### Records to process:
use thiserror::Error;
use types::phase0::primitives::{Slot, H256};

#[derive(Debug, Error)]
pub enum Error {
    #[error("parent of block {block_root:?} is unknown (parent_root: {parent_root:?})")]
    ParentUnknown { block_root: H256, parent_root: H256 },
    #[error("block {block_root:?} at slot {slot} is not newer than its parent at slot {parent_slot}")]
    BlockNotNewerThanParent {
        block_root: H256,
        slot: Slot,
        parent_slot: Slot,
    },
}
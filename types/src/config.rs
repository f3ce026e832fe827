use core::num::NonZeroU64;
use std::borrow::Cow;

use hex_literal::hex;
use nonzero_ext::nonzero;
use serde::{Deserialize, Serialize};
use thiserror::Error;

use crate::phase0::{
    consts::MAX_EFFECTIVE_BALANCE,
    primitives::{Epoch, Gwei, Version, H32},
};

/// Chain parameters used by the block import pipeline.
///
/// Field names follow the upper snake case used by `consensus-specs` configuration files.
#[expect(
    clippy::unsafe_derive_deserialize,
    reason = "A false positive triggered by `nonzero!`. \
              `Config` has no invariants beyond those checked by `Config::validate`."
)]
#[expect(
    clippy::struct_field_names,
    reason = "`config_name` matches the key used in configuration files."
)]
#[derive(Clone, PartialEq, Eq, Debug, Deserialize, Serialize)]
#[serde(default, rename_all = "SCREAMING_SNAKE_CASE")]
pub struct Config {
    // Meta
    pub config_name: Cow<'static, str>,

    // Time and history
    pub slots_per_epoch: NonZeroU64,
    pub slots_per_historical_root: NonZeroU64,
    pub epochs_per_historical_vector: NonZeroU64,

    // Validators
    pub max_effective_balance: Gwei,
    pub min_attestation_inclusion_delay: NonZeroU64,
    pub max_seed_lookahead: Epoch,

    // Genesis
    pub genesis_fork_version: Version,

    // Node-local
    pub max_events: usize,
    pub checkpoint_state_cache_size: usize,
}

impl Default for Config {
    fn default() -> Self {
        Self::mainnet()
    }
}

impl Config {
    #[must_use]
    pub fn mainnet() -> Self {
        Self {
            config_name: Cow::Borrowed("mainnet"),
            slots_per_epoch: nonzero!(32_u64),
            slots_per_historical_root: nonzero!(8192_u64),
            epochs_per_historical_vector: nonzero!(65536_u64),
            max_effective_balance: MAX_EFFECTIVE_BALANCE,
            min_attestation_inclusion_delay: nonzero!(1_u64),
            max_seed_lookahead: 4,
            genesis_fork_version: H32(hex!("00000000")),
            max_events: 100,
            checkpoint_state_cache_size: 32,
        }
    }

    #[must_use]
    pub fn minimal() -> Self {
        Self {
            config_name: Cow::Borrowed("minimal"),
            slots_per_epoch: nonzero!(8_u64),
            slots_per_historical_root: nonzero!(64_u64),
            epochs_per_historical_vector: nonzero!(64_u64),
            genesis_fork_version: H32(hex!("00000001")),
            checkpoint_state_cache_size: 8,
            ..Self::mainnet()
        }
    }

    pub fn from_yaml(yaml: &str) -> Result<Self, Error> {
        let config = serde_yaml::from_str::<Self>(yaml)?;
        config.validate()?;
        Ok(config)
    }

    pub fn validate(&self) -> Result<(), Error> {
        if self.config_name.is_empty() {
            return Err(Error::NameEmpty);
        }

        for character in self.config_name.chars() {
            if !matches!(character, 'a'..='z' | '0'..='9' | '-') {
                return Err(Error::NameContainsIllegalCharacters);
            }
        }

        if self.slots_per_historical_root < self.slots_per_epoch {
            return Err(Error::HistoryShorterThanEpoch);
        }

        if self.checkpoint_state_cache_size == 0 {
            return Err(Error::CheckpointStateCacheEmpty);
        }

        if self.max_events == 0 {
            return Err(Error::MaxEventsZero);
        }

        Ok(())
    }

    #[must_use]
    pub fn slots_per_epoch(&self) -> u64 {
        self.slots_per_epoch.get()
    }
}

#[derive(Debug, Error)]
pub enum Error {
    #[error("configuration name is empty")]
    NameEmpty,
    #[error("configuration name contains illegal characters")]
    NameContainsIllegalCharacters,
    #[error("SLOTS_PER_HISTORICAL_ROOT is smaller than SLOTS_PER_EPOCH")]
    HistoryShorterThanEpoch,
    #[error("CHECKPOINT_STATE_CACHE_SIZE must be positive")]
    CheckpointStateCacheEmpty,
    #[error("MAX_EVENTS must be positive")]
    MaxEventsZero,
    #[error("failed to parse configuration")]
    Yaml(#[from] serde_yaml::Error),
}

#[expect(
    clippy::needless_pass_by_value,
    reason = "Refactoring worsens readability, which is more important in tests."
)]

### Exercise:
Each record must be printed again, word for word, with nothing dropped.

### Expected output:
use thiserror::Error;
use types::phase0::primitives::{Slot, H256};

#[derive(Debug, Error)]
pub enum Error {
    #[error("parent of block {block_root:?} is unknown (parent_root: {parent_root:?})")]
    ParentUnknown { block_root: H256, parent_root: H256 },
    #[error("block {block_root:?} at slot {slot} is not newer than its parent at slot {parent_slot}")]
    BlockNotNewerThanParent {
        block_root: H256,
        slot: Slot,
        parent_slot: Slot,
    },
}
filename types/src/config.rs
repository f3ce026e832fe827
use core::num::NonZeroU64;
use std::borrow::Cow;

use hex_literal::hex;
use nonzero_ext::nonzero;
use serde::{Deserialize, Serialize};
use thiserror::Error;

use crate::phase0::{
    consts::MAX_EFFECTIVE_BALANCE,
    primitives::{Epoch, Gwei, Version, H32},
};

/// Chain parameters used by the block import pipeline.
///
/// Field names follow the upper snake case used by `consensus-specs` configuration files.
#[expect(
    clippy::unsafe_derive_deserialize,
    reason = "A false positive triggered by `nonzero!`. \
              `Config` has no invariants beyond those checked by `Config::validate`."
)]
#[expect(
    clippy::struct_field_names,
    reason = "`config_name` matches the key used in configuration files."
)]
#[derive(Clone, PartialEq, Eq, Debug, Deserialize, Serialize)]
#[serde(default, rename_all = "SCREAMING_SNAKE_CASE")]
pub struct Config {
    // Meta
    pub config_name: Cow<'static, str>,

    // Time and history
    pub slots_per_epoch: NonZeroU64,
    pub slots_per_historical_root: NonZeroU64,
    pub epochs_per_historical_vector: NonZeroU64,

    // Validators
    pub max_effective_balance: Gwei,
    pub min_attestation_inclusion_delay: NonZeroU64,
    pub max_seed_lookahead: Epoch,

    // Genesis
    pub genesis_fork_version: Version,

    // Node-local
    pub max_events: usize,
    pub checkpoint_state_cache_size: usize,
}

impl Default for Config {
    fn default() -> Self {
        Self::mainnet()
    }
}

impl Config {
    #[must_use]
    pub fn mainnet() -> Self {
        Self {
            config_name: Cow::Borrowed("mainnet"),
            slots_per_epoch: nonzero!(32_u64),
            slots_per_historical_root: nonzero!(8192_u64),
            epochs_per_historical_vector: nonzero!(65536_u64),
            max_effective_balance: MAX_EFFECTIVE_BALANCE,
            min_attestation_inclusion_delay: nonzero!(1_u64),
            max_seed_lookahead: 4,
            genesis_fork_version: H32(hex!("00000000")),
            max_events: 100,
            checkpoint_state_cache_size: 32,
        }
    }

    #[must_use]
    pub fn minimal() -> Self {
        Self {
            config_name: Cow::Borrowed("minimal"),
            slots_per_epoch: nonzero!(8_u64),
            slots_per_historical_root: nonzero!(64_u64),
            epochs_per_historical_vector: nonzero!(64_u64),
            genesis_fork_version: H32(hex!("00000001")),
            checkpoint_state_cache_size: 8,
            ..Self::mainnet()
        }
    }

    pub fn from_yaml(yaml: &str) -> Result<Self, Error> {
        let config = serde_yaml::from_str::<Self>(yaml)?;
        config.validate()?;
        Ok(config)
    }

    pub fn validate(&self) -> Result<(), Error> {
        if self.config_name.is_empty() {
            return Err(Error::NameEmpty);
        }

        for character in self.config_name.chars() {
            if !matches!(character, 'a'..='z' | '0'..='9' | '-') {
                return Err(Error::NameContainsIllegalCharacters);
            }
        }

        if self.slots_per_historical_root < self.slots_per_epoch {
            return Err(Error::HistoryShorterThanEpoch);
        }

        if self.checkpoint_state_cache_size == 0 {
            return Err(Error::CheckpointStateCacheEmpty);
        }

        if self.max_events == 0 {
            return Err(Error::MaxEventsZero);
        }

        Ok(())
    }

    #[must_use]
    pub fn slots_per_epoch(&self) -> u64 {
        self.slots_per_epoch.get()
    }
}

#[derive(Debug, Error)]
pub enum Error {
    #[error("configuration name is empty")]
    NameEmpty,
    #[error("configuration name contains illegal characters")]
    NameContainsIllegalCharacters,
    #[error("SLOTS_PER_HISTORICAL_ROOT is smaller than SLOTS_PER_EPOCH")]
    HistoryShorterThanEpoch,
    #[error("CHECKPOINT_STATE_CACHE_SIZE must be positive")]
    CheckpointStateCacheEmpty,
    #[error("MAX_EVENTS must be positive")]
    MaxEventsZero,
    #[error("failed to parse configuration")]
    Yaml(#[from] serde_yaml::Error),
}

#[expect(
    clippy::needless_pass_by_value,
    reason = "Refactoring worsens readability, which is more important in tests."
)]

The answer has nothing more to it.